I turned up the volume and leaned in.
“What?” asked my family. “It’s about nurses. It’s funny.”
As someone who has spent more than a decade scraping for positive nursing representation in popular discourse, how could I explain the magnitude of this moment?
Saturday Night Live episodes reach millions of viewers each week, and its sketches echo for decades and permeate the zeitgeist. Every generation of my family can quote the same silly SNL moments, and those moments aren’t going anywhere. SNL is the culture.
Nursing, on the other hand, is notably invisible in the culture. That is, despite being the largest health care profession, it is rare to see nurses in popular media at all. When nursing does appear, it tends to be portrayed in stereotypes, steeped in a long history of class, gender and race discrimination:
“It’s time to honor the hardworking women — and men, I guess,” said character Jeffrey Reed, a doctor, in the SNL sketch on nurses. The perception that nursing is “women’s work” contributes to many serious issues in our profession: barriers to top executive roles, gender-based pay gaps and the low recruitment of men. A lack of male nurses leads to men not having equal access to clinicians who share their gender identity.
The sketch relied on racist tropes, too. One nurse had an accent from “the Jamaica part of Ireland.” Huh? And the characters of color were shown in the “comic relief” roles — doing the dirty work, joking about bodily fluids — in alternating cutaways from serious, professional white clinician counterparts.
Credit: handout
Credit: handout
Consider: “90% of my job is cleaning up a grown man’s dookie,” said the character played by Ego Nwodim. “The other 10 percent is sponge baths, which is somehow worse,” replied the character played by Maya Rudolf.

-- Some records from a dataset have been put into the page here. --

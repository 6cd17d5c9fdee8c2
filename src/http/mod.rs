use axum::routing::{get, patch, post};
use axum::{Json, Router};
use serde_json::{json, Value};
use std::sync::Arc;

use crate::channels::DeliveryChannel;
use crate::db::{ContactStore, EventStore};
use crate::otp::OtpCache;
use crate::processor::dispatcher::Dispatcher;

pub mod admin;
pub mod auth;
pub mod error;
pub mod otp;
pub mod sos;

#[derive(Clone)]
pub struct AppState {
    pub dispatcher: Arc<Dispatcher>,
    pub contacts: Arc<dyn ContactStore>,
    pub events: Arc<dyn EventStore>,
    pub sms: Arc<dyn DeliveryChannel>,
    pub otp: Arc<OtpCache>,
    pub jwt_secret: String,
    pub admin_api_key: String,
}

pub fn router(state: AppState) -> Router {
    Router::new()
        .route("/health", get(health))
        .route(
            "/api/sos/events",
            get(sos::list_events).post(sos::reject_events_trigger),
        )
        .route("/api/sos/events/{id}", patch(sos::close_event))
        .route("/api/sos/{kind}", post(sos::trigger))
        .route("/api/otp/send", post(otp::send))
        .route("/api/otp/verify", post(otp::verify))
        .route("/api/admin/sos-events", get(admin::list_events))
        .route("/api/admin/dashboard-stats", get(admin::dashboard_stats))
        .route("/api/admin/active-users", get(admin::active_users))
        .with_state(state)
}

async fn health() -> Json<Value> {
    Json(json!({ "status": "ok" }))
}

#[cfg(test)]
pub(crate) mod test_support {
    use super::*;
    use crate::channels::DeliveryError;
    use crate::db::memory::{MemoryContactStore, MemoryEventStore};
    use crate::geocode::{fallback_address, AddressResolver};
    use crate::http::auth::Claims;
    use crate::models::dispatch::{Channel, Coordinates, FailureKind};
    use async_trait::async_trait;
    use axum::body::Body;
    use axum::http::{Request, StatusCode};
    use jsonwebtoken::{encode, EncodingKey, Header};
    use std::sync::Mutex;
    use std::time::{Duration, SystemTime, UNIX_EPOCH};
    use tower::ServiceExt as _;
    use uuid::Uuid;

    pub const SECRET: &str = "test-secret";
    pub const ADMIN_KEY: &str = "admin-key";

    /// Accepts every number except those in `reject`.
    #[derive(Default)]
    pub struct StubChannel {
        pub channel: Channel,
        pub reject: Vec<String>,
        pub sent: Mutex<Vec<(String, String)>>,
    }

    #[async_trait]
    impl DeliveryChannel for StubChannel {
        fn channel(&self) -> Channel {
            self.channel
        }

        fn recipient_limit(&self) -> Option<usize> {
            match self.channel {
                Channel::Sms => None,
                Channel::Call => Some(1),
            }
        }

        fn timeout(&self) -> Duration {
            Duration::from_secs(1)
        }

        async fn send(&self, recipient: &str, message: &str) -> Result<String, DeliveryError> {
            self.sent
                .lock()
                .unwrap()
                .push((recipient.to_string(), message.to_string()));
            if self.reject.iter().any(|r| r == recipient) {
                return Err(DeliveryError::new(FailureKind::InvalidRecipient, "Invalid Numbers"));
            }
            Ok(format!("req-{}", recipient))
        }
    }

    pub struct OfflineGeocoder;

    #[async_trait]
    impl AddressResolver for OfflineGeocoder {
        async fn resolve(&self, coords: Coordinates) -> String {
            fallback_address(coords)
        }
    }

    pub struct TestApp {
        pub contacts: Arc<MemoryContactStore>,
        pub events: Arc<MemoryEventStore>,
        pub sms: Arc<StubChannel>,
        pub voice: Arc<StubChannel>,
        pub otp: Arc<OtpCache>,
        pub router: Router,
    }

    impl TestApp {
        pub fn new(reject: &[&str]) -> Self {
            let contacts = Arc::new(MemoryContactStore::default());
            let events = Arc::new(MemoryEventStore::default());
            let sms = Arc::new(StubChannel {
                reject: reject.iter().map(|s| s.to_string()).collect(),
                ..Default::default()
            });
            let voice = Arc::new(StubChannel {
                channel: Channel::Call,
                ..Default::default()
            });
            let otp = Arc::new(OtpCache::new(Duration::from_secs(300)));
            let dispatcher = Arc::new(Dispatcher::new(
                contacts.clone(),
                Arc::new(OfflineGeocoder),
                sms.clone(),
                voice.clone(),
                events.clone(),
            ));
            let state = AppState {
                dispatcher,
                contacts: contacts.clone(),
                events: events.clone(),
                sms: sms.clone(),
                otp: otp.clone(),
                jwt_secret: SECRET.to_string(),
                admin_api_key: ADMIN_KEY.to_string(),
            };
            Self {
                contacts,
                events,
                sms,
                voice,
                otp,
                router: router(state),
            }
        }

        pub async fn call(&self, request: Request<Body>) -> (StatusCode, Value) {
            let response = self.router.clone().oneshot(request).await.unwrap();
            let status = response.status();
            let body = axum::body::to_bytes(response.into_body(), usize::MAX)
                .await
                .unwrap();
            let json = if body.is_empty() {
                Value::Null
            } else {
                serde_json::from_slice(&body).unwrap()
            };
            (status, json)
        }
    }

    pub fn token_for(user_id: Uuid) -> String {
        let exp = SystemTime::now()
            .duration_since(UNIX_EPOCH)
            .unwrap()
            .as_secs()
            + 3600;
        let claims = Claims { user_id, exp };
        encode(
            &Header::default(),
            &claims,
            &EncodingKey::from_secret(SECRET.as_bytes()),
        )
        .unwrap()
    }

    pub fn authed(method: &str, uri: &str, user_id: Uuid, body: Option<Value>) -> Request<Body> {
        let builder = Request::builder()
            .method(method)
            .uri(uri)
            .header("authorization", format!("Bearer {}", token_for(user_id)))
            .header("content-type", "application/json");
        match body {
            Some(b) => builder.body(Body::from(b.to_string())).unwrap(),
            None => builder.body(Body::empty()).unwrap(),
        }
    }
}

Not only did this particular portrayal blend several harmful stereotypes, but it got the very foundation of nursing wrong. Time and again, the “bedpan and sponge bath” stereotype obliterates the science, professionalism and complexity of nursing care. It leaves people with a cartoonish, false understanding of what nurses do.
Of course, there were jokes about sexual harassment. Sorry, but these jokes did not land with — or help to “appreciate” — a workforce of individuals who really do face workplace violence, sexual assault and harassment on a regular basis.
And then there was the parting advice for prospective nurses across the country: “Listen, if you can do any other job, do it! Cleaning a graveyard, coal mining, any other job.”
We are experiencing a historic nursing shortage that is threatening patient safety and contributing to health care facility closures in real time. This crisis is driven, in large part, by public misperceptions about nursing. The equation should not be difficult for a national media outlet to follow: Not enough nurses means human lives are at risk. At a time when shows like SNL should be using their platform to help address this crisis, their messaging stands to reinforce it.
But here’s the thing, SNL: We know our job can be funny.
For better or worse, bowel health (poop) can be — a fractional — part of some nurses’ work. Poop is funny.
Death is part of the job for many of us. Death can be funny.
Our workplaces are pretty dramatic. Workplace drama is funny.
It can be healthy, and helpful, to laugh at frustrations that many of us share.
Nursing encompasses the full spectrum of human experience. There’s a lot of material there. Please, by all means, use it. But please do not reduce the vast expanse of nursing work to bedpans and stereotypes.
It’s not necessary to misrepresent nursing to access the rich trove of nursing comedy.
Nursing is its own field of science and clinical care, not lesser than, but different from medicine and other health disciplines. Nurses are advanced practitioners, clinical specialists, health system leaders, researchers, advocates, case workers, lawyers, policymakers and data analysts. We care for people during life’s most harrowing and vulnerable moments across every age, care setting and specialty. Whether they are shown on the news or not, nurses are present at every natural disaster, mass casualty incident and public health crisis. There are many communities in the United States where a nurse or nurse practitioner is the only clinician available to offer lifesaving care.
We are more than the antiquated stereotypes shown on Saturday Night Live. We would love to help the SNL cast uncover the real comedy in our work. Take us up on the invitation to draft “Nurses’ Appreciation” Take 2 and consider bringing a nurse to the writers’ room.
Rose Hayes is a nurse and writer. She is director of engagement for Emory University Nell Hodgson Woodruff School of Nursing.